--- Aim of the exercise ---
For the data below, say how many lines contain "page". Only the number should be given.

(Data records)
▼

use std::io::{BufRead, Write};
use std::net::SocketAddr;
use std::time::Duration;

use gdrive_core::{OAuthClient, OAuthError, OAuthToken};
use rand::{Rng, distributions::Alphanumeric};
use thiserror::Error;
use tokio::io::{AsyncReadExt, AsyncWriteExt};
use tokio::net::{TcpListener, TcpStream};
use tokio::sync::mpsc;
use tracing::{debug, warn};
use url::Url;

/// Read-only metadata access for walking folders plus per-file access for
/// the folders and files this tool creates.
pub const DRIVE_SCOPES: &[&str] = &[
    "https://www.googleapis.com/auth/drive.metadata.readonly",
    "https://www.googleapis.com/auth/drive.file",
];

const CALLBACK_PATH: &str = "/callback";
const MANUAL_REDIRECT_URI: &str = "http://localhost";
const STATE_LEN: usize = 32;
const REQUEST_READ_TIMEOUT: Duration = Duration::from_secs(10);

#[derive(Debug, Error)]
pub enum OAuthFlowError {
    #[error("oauth error: {0}")]
    OAuth(#[from] OAuthError),
    #[error("I/O error: {0}")]
    Io(#[from] std::io::Error),
    #[error("authorization code missing in redirect")]
    MissingCode,
    #[error("authorization was denied: {0}")]
    Denied(String),
    #[error("authorization response carried an unexpected state value")]
    StateMismatch,
    #[error("authorization timed out")]
    Timeout,
}

pub fn scope_string() -> String {
    DRIVE_SCOPES.join(" ")
}

/// Interactive consent flow. The browser is sent to Google and the code is
/// caught on a loopback listener; if that fails the user pastes the
/// redirected URL instead.
pub struct OAuthFlow {
    client: OAuthClient,
    timeout: Duration,
}

impl OAuthFlow {
    pub fn new(client: OAuthClient, timeout: Duration) -> Self {
        Self { client, timeout }
    }

    pub async fn authenticate(&self) -> Result<OAuthToken, OAuthFlowError> {
        let state = random_state();
        let (code, redirect_uri) = match self.authorize_via_loopback(&state).await {
            Ok(result) => result,
            Err(err @ (OAuthFlowError::Io(_) | OAuthFlowError::Timeout)) => {
                warn!(error = %err, "browser sign-in unavailable, falling back to manual code entry");
                let stdin = std::io::stdin();
                let mut input = stdin.lock();
                let mut output = std::io::stderr();
                let code = self.authorize_manually(&state, &mut input, &mut output)?;
                (code, MANUAL_REDIRECT_URI.to_string())
            }
            Err(err) => return Err(err),
        };
        debug!("exchanging authorization code");
        Ok(self.client.exchange_code(&code, &redirect_uri).await?)
    }

    async fn authorize_via_loopback(
        &self,
        state: &str,
    ) -> Result<(String, String), OAuthFlowError> {
        let listener = TcpListener::bind("127.0.0.1:0").await?;
        let addr = listener.local_addr()?;
        let redirect_uri = format!("http://127.0.0.1:{}{CALLBACK_PATH}", addr.port());
        let url = self
            .client
            .authorize_url(&redirect_uri, &scope_string(), Some(state));

        eprintln!("Sign in to Google Drive in your browser. If it does not open, visit:\n{url}");
        if let Err(err) = open::that(url.as_str()) {
            debug!(error = %err, "could not launch a browser");
        }

        let code = wait_for_callback(&listener, state, self.timeout).await?;
        Ok((code, redirect_uri))
    }

    fn authorize_manually(
        &self,
        state: &str,
        input: &mut dyn BufRead,
        output: &mut dyn Write,
    ) -> Result<String, OAuthFlowError> {
        let url = self
            .client
            .authorize_url(MANUAL_REDIRECT_URI, &scope_string(), Some(state));
        writeln!(output, "Open this URL in your browser:\n{url}")?;
        writeln!(
            output,
            "After approving, the browser is sent to a localhost page that may fail to load."
        )?;
        write!(output, "Paste that page's full URL (or just the code): ")?;
        output.flush()?;

        let mut line = String::new();
        input.read_line(&mut line)?;
        code_from_pasted_input(&line, state)
    }
}

fn random_state() -> String {
    rand::thread_rng()
        .sample_iter(&Alphanumeric)
        .take(STATE_LEN)
        .map(char::from)
        .collect()
}

async fn wait_for_callback(
    listener: &TcpListener,
    expected_state: &str,
    timeout: Duration,
) -> Result<String, OAuthFlowError> {
    tokio::time::timeout(timeout, accept_callback(listener, expected_state))
        .await
        .map_err(|_| OAuthFlowError::Timeout)?
}

/// Accepts connections until one hits the callback path. Each connection is
/// served on its own task; other paths get a 404.
async fn accept_callback(
    listener: &TcpListener,
    expected_state: &str,
) -> Result<String, OAuthFlowError> {
    let (results_tx, mut results_rx) = mpsc::channel(1);
    loop {
        tokio::select! {
            accepted = listener.accept() => {
                let (stream, peer) = accepted?;
                debug!(%peer, "oauth callback connection");
                tokio::spawn(serve_connection(
                    stream,
                    peer,
                    expected_state.to_string(),
                    results_tx.clone(),
                ));
            }
            Some(result) = results_rx.recv() => return result,
        }
    }
}

async fn serve_connection(
    mut stream: TcpStream,
    peer: SocketAddr,
    expected_state: String,
    results: mpsc::Sender<Result<String, OAuthFlowError>>,
) {
    let request = match read_request(&mut stream).await {
        Ok(request) => request,
        Err(err) => {
            debug!(%peer, error = %err, "dropping unreadable connection");
            return;
        }
    };
    let Some(callback) = parse_callback_request(&request) else {
        respond(&mut stream, "404 Not Found", "Not found").await;
        return;
    };
    let result = callback.into_code(&expected_state);
    let page = match &result {
        Ok(_) => {
            "<h2>Google Drive connected</h2><p>You can close this tab and return to the terminal.</p>"
        }
        Err(_) => "<h2>Authorization failed</h2><p>Return to the terminal for details.</p>",
    };
    respond(&mut stream, "200 OK", page).await;
    let _ = results.send(result).await;
}

async fn read_request(stream: &mut TcpStream) -> Result<String, OAuthFlowError> {
    let mut request = vec![0u8; 8192];
    let read = tokio::time::timeout(REQUEST_READ_TIMEOUT, stream.read(&mut request))
        .await
        .map_err(|_| OAuthFlowError::Timeout)??;
    Ok(String::from_utf8_lossy(&request[..read]).into_owned())
}

async fn respond(stream: &mut TcpStream, status: &str, body: &str) {
    let response = format!(
        "HTTP/1.1 {status}\r\nContent-Type: text/html; charset=utf-8\r\nConnection: close\r\n\r\n<html><body>{body}</body></html>"
    );
    let _ = stream.write_all(response.as_bytes()).await;
    let _ = stream.shutdown().await;
}

#[derive(Debug, Default, PartialEq, Eq)]
struct Callback {
    code: Option<String>,
    state: Option<String>,
    error: Option<String>,
}

impl Callback {
    fn from_url(url: &Url) -> Self {
        let mut callback = Self::default();
        for (key, value) in url.query_pairs() {
            let value = Some(value.into_owned()).filter(|v| !v.is_empty());
            match key.as_ref() {
                "code" => callback.code = value,
                "state" => callback.state = value,
                "error" => callback.error = value,
                _ => {}
            }
        }
        callback
    }

    fn into_code(self, expected_state: &str) -> Result<String, OAuthFlowError> {
        if let Some(error) = self.error {
            return Err(OAuthFlowError::Denied(error));
        }
        if self.state.as_deref() != Some(expected_state) {
            return Err(OAuthFlowError::StateMismatch);
        }
        self.code.ok_or(OAuthFlowError::MissingCode)
    }
}

fn parse_callback_request(request: &str) -> Option<Callback> {
    let request_line = request.lines().next()?;
    let target = request_line.split_whitespace().nth(1)?;
    let request_url = if target.starts_with("http://") || target.starts_with("https://") {
        Url::parse(target).ok()?
    } else {
        Url::parse(&format!("http://127.0.0.1{target}")).ok()?
    };
    (request_url.path() == CALLBACK_PATH).then(|| Callback::from_url(&request_url))
}

/// Accepts either the full redirected URL or a bare authorization code.
fn code_from_pasted_input(input: &str, expected_state: &str) -> Result<String, OAuthFlowError> {
    let trimmed = input.trim();
    if trimmed.is_empty() {
        return Err(OAuthFlowError::MissingCode);
    }
    match Url::parse(trimmed) {
        Ok(url) if url.has_host() => Callback::from_url(&url).into_code(expected_state),
        _ => Ok(trimmed.to_string()),
    }
}
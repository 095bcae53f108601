mod client_secrets;
mod token_file;

use std::time::{SystemTime, UNIX_EPOCH};

use gdrive_core::OAuthToken;
use serde::{Deserialize, Serialize};

pub use client_secrets::{ClientSecrets, ClientSecretsError};
pub use token_file::{StorageError, TokenFile};

/// Persisted authorization state. `expires_at` is a unix timestamp in seconds.
#[derive(Debug, Clone, PartialEq, Eq, Serialize, Deserialize)]
pub struct OAuthState {
    pub access_token: String,
    #[serde(default, skip_serializing_if = "Option::is_none")]
    pub refresh_token: Option<String>,
    #[serde(default, skip_serializing_if = "Option::is_none")]
    pub expires_at: Option<i64>,
    #[serde(default, skip_serializing_if = "Option::is_none")]
    pub scope: Option<String>,
    #[serde(default, skip_serializing_if = "Option::is_none")]
    pub token_type: Option<String>,
}

impl OAuthState {
    pub fn from_oauth_token(token: &OAuthToken) -> Self {
        Self {
            access_token: token.access_token.clone(),
            refresh_token: token.refresh_token.clone(),
            expires_at: token
                .expires_in
                .map(|secs| now_unix().saturating_add(i64::try_from(secs).unwrap_or(i64::MAX))),
            scope: token.scope.clone(),
            token_type: Some(token.token_type.clone()),
        }
    }
}

pub(crate) fn now_unix() -> i64 {
    SystemTime::now()
        .duration_since(UNIX_EPOCH)
        .map(|d| d.as_secs() as i64)
        .unwrap_or(0)
}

▲

--- Your solution ---
4